Os casos de fraude contábil envolvendo as empresas Enron, nos Estados Unidos, e Americanas S.A., no Brasil, são emblemáticos exemplos de colapsos empresariais provocados por práticas fraudulentas que evidenciaram falhas em seus mecanismos de governança corporativa e controles internos. Embora as fraudes tenham ocorrido em cenários regulatórios e geográficos distintos, ambos os casos compartilham semelhanças importantes, principalmente em relação ao papel da gestão e dos auditores, além de terem gerados impactos significativos nos mercados em que atuavam.

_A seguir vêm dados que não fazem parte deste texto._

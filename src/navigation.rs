//! The progress indicator and Back/Next buttons shown on every step.

use maud::{Markup, html};

use crate::{
    details::DETAILS_FORM_ID,
    endpoints,
    html::{BUTTON_PRIMARY_STYLE, BUTTON_SECONDARY_STYLE},
    workflow::Step,
};

/// An entry in the progress indicator.
///
/// Only one item should be marked as current at any one time.
#[derive(Clone)]
struct StepItem {
    number: usize,
    title: &'static str,
    is_current: bool,
    is_done: bool,
}

impl StepItem {
    fn into_html(self) -> Markup {
        let badge_style = if self.is_current {
            "flex items-center justify-center w-8 h-8 rounded-full shrink-0 \
            bg-blue-600 text-white dark:bg-blue-500"
        } else if self.is_done {
            "flex items-center justify-center w-8 h-8 rounded-full shrink-0 \
            bg-blue-100 text-blue-700 dark:bg-blue-900 dark:text-blue-200"
        } else {
            "flex items-center justify-center w-8 h-8 rounded-full shrink-0 \
            bg-gray-100 text-gray-500 dark:bg-gray-700 dark:text-gray-400"
        };
        let title_style = if self.is_current {
            "font-semibold text-blue-700 dark:text-blue-400"
        } else {
            "text-gray-500 dark:text-gray-400"
        };

        html!(
            li
                class="flex items-center space-x-2.5"
                aria-current=[self.is_current.then_some("step")]
            {
                span class=(badge_style) { (self.number) }
                span class=(title_style) { (self.title) }
            }
        )
    }
}

/// The workflow's progress indicator and step buttons.
pub struct StepNav {
    current: Step,
    items: Vec<StepItem>,
}

impl StepNav {
    /// Get the navigation for the workflow when it is on `current`.
    pub fn new(current: Step) -> Self {
        let items = Step::ALL
            .iter()
            .map(|step| StepItem {
                number: step.ordinal() + 1,
                title: step.title(),
                is_current: *step == current,
                is_done: step.ordinal() < current.ordinal(),
            })
            .collect();

        Self { current, items }
    }

    /// The progress indicator naming every step.
    pub fn progress_html(&self) -> Markup {
        // Template adapted from https://flowbite.com/docs/components/stepper/
        html!(
            ol
                class="flex flex-col sm:flex-row items-start sm:items-center w-full
                    max-w-screen-md gap-4 sm:gap-8 mb-8 text-sm"
                aria-label="Progress"
            {
                @for item in self.items.clone() {
                    (item.into_html())
                }
            }
        )
    }

    /// The Back and Next buttons, each only shown when there is a step to go to.
    ///
    /// On the details step, Next also sends the business details form so that
    /// unsaved details are kept.
    pub fn buttons_html(&self) -> Markup {
        let include = (self.current == Step::Details).then(|| format!("#{DETAILS_FORM_ID}"));

        html!(
            div class="flex w-full max-w-md gap-4 mt-8"
            {
                @if self.current.has_previous() {
                    button
                        type="button"
                        hx-post=(endpoints::PREVIOUS_STEP)
                        hx-target-error="#alert-container"
                        class=(BUTTON_SECONDARY_STYLE)
                    {
                        "Back"
                    }
                }

                @if self.current.has_next() {
                    button
                        type="button"
                        hx-post=(endpoints::NEXT_STEP)
                        hx-include=[include]
                        hx-target-error="#alert-container"
                        class=(BUTTON_PRIMARY_STYLE)
                    {
                        "Next"
                    }
                }
            }
        )
    }
}
//! The API endpoints URIs.

/// The workflow page for the current session.
pub const ROOT: &str = "/";
/// The page to display when an internal server error occurs.
pub const INTERNAL_ERROR_VIEW: &str = "/error";

/// The route for moving the workflow to the next step.
pub const NEXT_STEP: &str = "/api/step/next";
/// The route for moving the workflow to the previous step.
pub const PREVIOUS_STEP: &str = "/api/step/back";
/// The route for saving the business details.
pub const BUSINESS_DETAILS: &str = "/api/details";
/// The route for uploading an existing expense store.
pub const STORE_UPLOAD: &str = "/api/store";
/// The route for adding an expense.
pub const EXPENSES_API: &str = "/api/expenses";
/// The route for downloading the expenses as CSV.
pub const EXPENSES_EXPORT: &str = "/api/expenses/export";
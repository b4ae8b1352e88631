use maud::html;
use time::Date;

use crate::{
    endpoints,
    html::{
        BUTTON_PRIMARY_STYLE, FORM_CONTAINER_STYLE, FORM_LABEL_STYLE, FORM_TEXT_INPUT_STYLE,
        dollar_input_styles,
    },
    ledger::ExpenseCategory,
    workflow::StepContent,
};

/// The expense step: a form for adding one expense at a time.
///
/// The date input starts at `today`.
pub fn expense_form_view(today: Date) -> StepContent {
    let body = html!(
        div class=(FORM_CONTAINER_STYLE)
        {
            form
                hx-post=(endpoints::EXPENSES_API)
                hx-target="#alert-container"
                hx-target-error="#alert-container"
                class="w-full space-y-4 md:space-y-6"
            {
                div
                {
                    label for="category" class=(FORM_LABEL_STYLE) { "Expense Category" }

                    select
                        id="category"
                        name="category"
                        required
                        class=(FORM_TEXT_INPUT_STYLE)
                    {
                        @for category in ExpenseCategory::ALL {
                            option value=(category.as_str()) { (category.as_str()) }
                        }
                    }
                }

                div
                {
                    label for="date" class=(FORM_LABEL_STYLE) { "Date" }

                    input
                        id="date"
                        type="date"
                        name="date"
                        value=(today)
                        required
                        class=(FORM_TEXT_INPUT_STYLE);
                }

                div
                {
                    label for="description" class=(FORM_LABEL_STYLE) { "Description" }

                    input
                        id="description"
                        type="text"
                        name="description"
                        placeholder="Flight to the conference"
                        class=(FORM_TEXT_INPUT_STYLE);
                }

                div
                {
                    label for="amount" class=(FORM_LABEL_STYLE) { "Amount" }

                    div class="input-wrapper w-full"
                    {
                        input
                            id="amount"
                            type="number"
                            name="amount"
                            min="0"
                            step="0.01"
                            placeholder="0.00"
                            required
                            class=(FORM_TEXT_INPUT_STYLE);
                    }
                }

                div
                {
                    label for="notes" class=(FORM_LABEL_STYLE) { "Notes" }

                    textarea
                        id="notes"
                        name="notes"
                        rows="3"
                        class=(FORM_TEXT_INPUT_STYLE)
                    {}
                }

                button type="submit" class=(BUTTON_PRIMARY_STYLE) { "Add Expense" }
            }
        }
    );

    StepContent {
        head: vec![dollar_input_styles()],
        body,
    }
}

#[cfg(test)]
mod tests {
    use scraper::{Html, Selector};
    use time::macros::date;

    use crate::{
        endpoints,
        expenses::view::expense_form_view,
        test_utils::{
            assert_form_input, assert_form_input_with_value, assert_form_submit_button_with_text,
            assert_hx_endpoint, must_get_form,
        },
    };

    #[test]
    fn renders_expense_form() {
        let content = expense_form_view(date!(2024 - 03 - 01));
        let html = Html::parse_fragment(&content.body.into_string());

        let form = must_get_form(&html);
        assert_hx_endpoint(&form, endpoints::EXPENSES_API, "hx-post");
        assert_form_input_with_value(&form, "date", "date", "2024-03-01");
        assert_form_input(&form, "amount", "number");
        assert_form_submit_button_with_text(&form, "Add Expense");
        assert_eq!(content.head.len(), 1, "want dollar input styles");
    }

    #[test]
    fn offers_every_category() {
        let content = expense_form_view(date!(2024 - 03 - 01));
        let html = Html::parse_fragment(&content.body.into_string());

        let options = html
            .select(&Selector::parse("select[name='category'] option").unwrap())
            .map(|option| option.value().attr("value").unwrap_or_default().to_owned())
            .collect::<Vec<_>>();

        assert_eq!(
            options,
            vec!["Salaries", "Contractors", "Travel", "Networking", "Other"]
        );
    }
}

O caso da Enron, desvendado em 2001, expôs um esquema de manipulação financeira sofisticado, no qual a empresa, com o auxílio de sua empresa de auditoria externa, Arthur Andersen, ocultou bilhões de dólares em dívidas e inflou seus lucros por meio de uma complexa estrutura de entidades de propósito específico (SPEs). Essas SPEs foram criadas para manter passivos fora das demonstrações financeiras, iludindo acionistas e investidores sobre a verdadeira situação patrimonial da companhia.
A governança corporativa da Enron falhou gravemente ao permitir que seus altos executivos explorassem brechas nas normas contábeis e de auditoria. Além disso, a cultura dessa empresa, marcada por comportamentos de alto risco e incentivos focados em ganhos de curto prazo, desempenhou um papel central no desfecho do caso.
Por sua vez, a fraude contábil na Americanas S.A envolveu a subavaliação de passivos operacionais, em especial relacionados a fornecedores, o que permitiu à empresa aparentar uma falsa solidez financeira por anos. A Americanas inflou seus resultados ao reportar incorretamente suas dívidas, resultando em um prejuízo bilionário que veio à tona após anos de auditorias negligentes. Assim como na Enron, a governança corporativa da Americanas S.A. foi bastante criticada por sua ineficácia em detectar e impedir as práticas fraudulentas, levantando dúvidas sobre a integridade dos serviços de auditoria externa. A falta de transparência e os controles internos insuficientes permitiram que a fraude se prolongasse, destacando a responsabilidade dos auditores sobre a discrepância entre os dados financeiros divulgados e a realidade.
Embora as fraudes tenham características semelhantes, como a manipulação de passivos e a conivência de auditores, as respostas regulatórias nos países das respectivas sedes diferiram. O colapso da Enron resultou na promulgação da Lei Sarbanes-Oxley, em 2002, que impôs regras mais rígidas para as empresas listadas e seus auditores nos Estados Unidos. Por outro lado, no Brasil, o caso da Americanas S.A. reacendeu o debate sobre a eficácia das políticas e práticas de governança corporativa e auditoria, mas ainda se aguarda uma resposta regulatória proporcional às falhas expostas.
Um contraste importante entre os dois casos é o contexto cultural e econômico em que ocorreram. A Enron operava durante um período de rápida expansão dos mercados de energia e em um ambiente de desregulamentação nos Estados Unidos, o que levou a práticas empresariais agressivas e pouco transparentes. Já a Americanas S.A. estava inserida em um cenário de turbulência econômica no Brasil após a crise sanitária gerada pela pandemia da Covid-19, o que fez com que alguns analistas interpretassem a fraude como uma tentativa desesperada da gestão de ocultar os graves problemas financeiros, objetivando manter a confiança dos investidores e do mercado.
Em ambos os casos, os escândalos contábeis evidenciaram as limitações dos sistemas de governança corporativa e as falhas nos controles internos, além de ressaltarem a importância de auditorias independentes e eficazes. A análise desses episódios reforça a necessidade de estruturas e práticas corporativas transparentes, éticas e responsáveis como pilares fundamentais para a integridade das organizações, independentemente do local em que se encontram.